Kebanyakan inhibitor asam adalah senyawa organik yang mengandung nitrogen, sulfur dan / atau oksigen dalam molekul senyawa organik tersebut. Reaksi penghambatan ini disebabkan adanya pembentukan film perlindungan pada permukaan logam yang menghalangi logam dari senyawa korosif yang ada dalam larutan (M. A. Abu-Dalo, 2012).

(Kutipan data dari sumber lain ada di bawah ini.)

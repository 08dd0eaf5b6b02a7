//! The locate, gate, probe, parse and validate workflow.

use crate::error::{Result, ToolprobeError};
use crate::locator::{display_command, locate, Machine};
use crate::version::{check_version_in_range, extract_version, RangeCheck};

use super::outcome::{ProbeReport, VersionOutcome};
use super::request::ToolProbeRequest;

/// Runs probes against one machine.
///
/// Holds no state between probes; every call searches the filesystem and
/// runs the version command again.
pub struct Prober<'m> {
    machine: &'m dyn Machine,
}

impl<'m> Prober<'m> {
    pub fn new(machine: &'m dyn Machine) -> Self {
        Self { machine }
    }

    /// The machine probes run on.
    pub fn machine(&self) -> &dyn Machine {
        self.machine
    }

    /// Probe one tool.
    ///
    /// Succeeds with the tool's location once it is found and its version,
    /// when checked, is acceptable. Any failure ends the probe.
    pub fn probe(&self, request: &ToolProbeRequest) -> Result<ProbeReport> {
        let tool = request.name();
        tracing::debug!(
            "Probing '{}' for {} under {} on {}",
            tool,
            request.executable(),
            request.search_root().display(),
            self.machine.describe()
        );

        let location = locate(
            self.machine,
            request.executable(),
            request.search_root(),
            request.relative_home(),
        )?;

        let (Some(command), Some(pattern)) = (request.version_command(), request.version_pattern())
        else {
            tracing::debug!("'{}' found at {}", tool, location.home_directory.display());
            return Ok(ProbeReport {
                tool: tool.to_string(),
                location,
                version: None,
            });
        };

        let output = self
            .machine
            .run(&location.home_directory, command)
            .map_err(|e| ToolprobeError::ProbeExecutionError {
                tool: tool.to_string(),
                command: display_command(command),
                message: e.to_string(),
            })?;

        if !output.success() {
            tracing::debug!(
                "'{}' exited with status {:?}",
                display_command(command),
                output.status
            );
        }
        if !output.stderr.is_empty() {
            tracing::debug!("stderr of '{}': {}", tool, output.stderr_text().trim_end());
        }

        let raw_output = output.stdout_text();
        let parsed_version = extract_version(pattern, &raw_output);

        let comparison = if request.has_bounds() {
            check_version_in_range(
                request.version_min(),
                request.version_max(),
                parsed_version.as_deref(),
            )
        } else {
            RangeCheck::NotEvaluated
        };

        if !comparison.is_acceptable() {
            return Err(ToolprobeError::VersionOutOfRange {
                tool: tool.to_string(),
                home: location.home_directory,
                version: parsed_version,
                min: request.version_min().map(String::from),
                max: request.version_max().map(String::from),
                comparison,
            });
        }

        tracing::debug!(
            "'{}' found at {} with version {}",
            tool,
            location.home_directory.display(),
            parsed_version.as_deref().unwrap_or("(unparsed)")
        );

        Ok(ProbeReport {
            tool: tool.to_string(),
            location,
            version: Some(VersionOutcome {
                raw_output,
                parsed_version,
                comparison,
            }),
        })
    }
}
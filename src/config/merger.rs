//! Layering of YAML configuration values.
//!
//! `config.local.yml` is laid over `config.yml` before typed parsing:
//!
//! - Mappings merge key by key, recursively
//! - Sequences in the overlay replace the base sequence
//! - A null in the overlay removes the key
//! - Any other overlay value replaces the base value

use serde_yaml::{Mapping, Value};

/// Lay `overlay` over `base`.
pub fn deep_merge(base: &Value, overlay: &Value) -> Value {
    let (Value::Mapping(base_map), Value::Mapping(overlay_map)) = (base, overlay) else {
        return overlay.clone();
    };

    let mut merged = base_map.clone();
    for (key, value) in overlay_map {
        if value.is_null() {
            merged.remove(key);
            continue;
        }
        let next = match base_map.get(key) {
            Some(existing) => deep_merge(existing, value),
            None => value.clone(),
        };
        merged.insert(key.clone(), next);
    }
    Value::Mapping(merged)
}

/// Merge layers in order; later layers win.
///
/// Null layers (empty files) contribute nothing.
pub fn merge_configs(layers: &[Value]) -> Value {
    layers
        .iter()
        .filter(|layer| !layer.is_null())
        .fold(Value::Mapping(Mapping::new()), |acc, layer| {
            deep_merge(&acc, layer)
        })
}
//! A machine reached through the system `ssh` client.
//!
//! Every operation is a single remote shell command of the form
//! `cd <cwd> && <argv...>`, so the remote side only needs a POSIX shell
//! with `ls`, `test` and `pwd`.

use std::io;
use std::path::{Path, PathBuf};
use std::process::{Command, Stdio};

use super::machine::{
    normalize_lexically, CommandOutput, DirEntry, EntryKind, ExecutableConvention, Machine,
};

/// Default ssh client program.
pub const DEFAULT_SSH_PROGRAM: &str = "ssh";

/// Remote host accessed over ssh.
#[derive(Debug, Clone)]
pub struct SshMachine {
    host: String,
    program: String,
    options: Vec<String>,
    convention: ExecutableConvention,
}

impl SshMachine {
    /// Create a machine for `host` (anything `ssh` accepts, e.g. `user@host`).
    pub fn new(host: impl Into<String>) -> Self {
        Self {
            host: host.into(),
            program: DEFAULT_SSH_PROGRAM.to_string(),
            options: Vec::new(),
            convention: ExecutableConvention::Posix,
        }
    }

    /// Use a different ssh client binary.
    pub fn with_program(mut self, program: impl Into<String>) -> Self {
        self.program = program.into();
        self
    }

    /// Extra arguments placed before the host (e.g. `-o BatchMode=yes`).
    pub fn with_options(mut self, options: Vec<String>) -> Self {
        self.options = options;
        self
    }

    /// Executable naming convention of the remote host.
    pub fn with_convention(mut self, convention: ExecutableConvention) -> Self {
        self.convention = convention;
        self
    }

    /// Remote host name.
    pub fn host(&self) -> &str {
        &self.host
    }

    /// Full local argv used to run `argv` in `cwd` on the remote host.
    pub fn ssh_argv(&self, cwd: &Path, argv: &[String]) -> Vec<String> {
        let mut full = Vec::with_capacity(self.options.len() + 4);
        full.push(self.program.clone());
        full.extend(self.options.iter().cloned());
        full.push(self.host.clone());
        full.push("--".to_string());
        full.push(remote_command_line(cwd, argv));
        full
    }

    fn exec(&self, cwd: &Path, argv: &[String]) -> io::Result<CommandOutput> {
        let full = self.ssh_argv(cwd, argv);
        tracing::debug!("ssh {}: {}", self.host, full[full.len() - 1]);

        let output = Command::new(&full[0])
            .args(&full[1..])
            .stdin(Stdio::null())
            .stdout(Stdio::piped())
            .stderr(Stdio::piped())
            .output()?;

        // ssh reserves exit status 255 for its own failures
        if output.status.code() == Some(255) {
            return Err(io::Error::other(format!(
                "ssh to {} failed: {}",
                self.host,
                String::from_utf8_lossy(&output.stderr).trim()
            )));
        }

        Ok(CommandOutput {
            status: output.status.code(),
            stdout: output.stdout,
            stderr: output.stderr,
        })
    }

    fn test_path(&self, flag: &str, path: &Path) -> io::Result<bool> {
        let argv = vec![
            "test".to_string(),
            flag.to_string(),
            path.to_string_lossy().into_owned(),
        ];
        Ok(self.exec(Path::new("/"), &argv)?.success())
    }
}

impl Machine for SshMachine {
    fn describe(&self) -> String {
        format!("ssh://{}", self.host)
    }

    fn convention(&self) -> ExecutableConvention {
        self.convention
    }

    fn absolutize(&self, path: &Path) -> io::Result<PathBuf> {
        if path.has_root() {
            return Ok(normalize_lexically(path));
        }
        // Relative paths resolve against the remote login directory.
        let output = self.exec(path, &["pwd".to_string()])?;
        if !output.success() {
            return Err(io::Error::new(
                io::ErrorKind::NotFound,
                format!("{} does not exist on {}", path.display(), self.host),
            ));
        }
        Ok(PathBuf::from(output.stdout_text().trim_end()))
    }

    fn read_dir(&self, dir: &Path) -> io::Result<Vec<DirEntry>> {
        let argv = vec!["ls".to_string(), "-1Ap".to_string()];
        let output = self.exec(dir, &argv)?;
        if !output.success() {
            return Err(io::Error::new(
                io::ErrorKind::NotFound,
                format!(
                    "cannot list {} on {}: {}",
                    dir.display(),
                    self.host,
                    output.stderr_text().trim()
                ),
            ));
        }
        Ok(parse_ls_listing(&output.stdout_text()))
    }

    fn is_dir(&self, path: &Path) -> io::Result<bool> {
        self.test_path("-d", path)
    }

    fn is_file(&self, path: &Path) -> io::Result<bool> {
        self.test_path("-f", path)
    }

    fn run(&self, cwd: &Path, argv: &[String]) -> io::Result<CommandOutput> {
        if argv.is_empty() {
            return Err(io::Error::new(
                io::ErrorKind::InvalidInput,
                "empty command line",
            ));
        }
        self.exec(cwd, argv)
    }
}

/// Parse `ls -1Ap` output: one name per line, directories end in `/`.
///
/// Symlinks carry no marker and come back as files; the locator confirms
/// every candidate with `test -f` before accepting it.
pub fn parse_ls_listing(listing: &str) -> Vec<DirEntry> {
    listing
        .lines()
        .filter(|line| !line.is_empty())
        .map(|line| match line.strip_suffix('/') {
            Some(dir) => DirEntry::new(dir, EntryKind::Dir),
            None => DirEntry::new(line, EntryKind::File),
        })
        .collect()
}

/// Build the remote shell command line `cd <cwd> && <argv...>`.
pub fn remote_command_line(cwd: &Path, argv: &[String]) -> String {
    let mut line = format!("cd {} &&", shell_quote(&cwd.to_string_lossy()));
    for arg in argv {
        line.push(' ');
        line.push_str(&shell_quote(arg));
    }
    line
}

/// Quote a word for a POSIX shell.
pub fn shell_quote(word: &str) -> String {
    let safe = !word.is_empty()
        && word
            .bytes()
            .all(|b| b.is_ascii_alphanumeric() || b"-_./=:,+@%".contains(&b));
    if safe {
        word.to_string()
    } else {
        format!("'{}'", word.replace('\'', r"'\''"))
    }
}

Sejumlah besar studi ilmiah telah didedikasikan untuk korosi baja ringan dan penggunaan senyawa organik sebagai inhibitor korosi dalam media asam. Karena sebagian besar inhibitor sintetis organik ini mahal dan tidak ramah lingkungan. Investigasi dan evaluasi zat alami (inhibitor organik) terus mendapat perhatian karena kehadiran atom hetero seperti nitrogen, sulfur dan oksigen dalam struktur mereka. Banyak peneliti memeriksa berbagai zat alami sebagai inhibitor korosi untuk logam yang berbeda di berbagai lingkungan (M. A. Abu-Dalo, 2012).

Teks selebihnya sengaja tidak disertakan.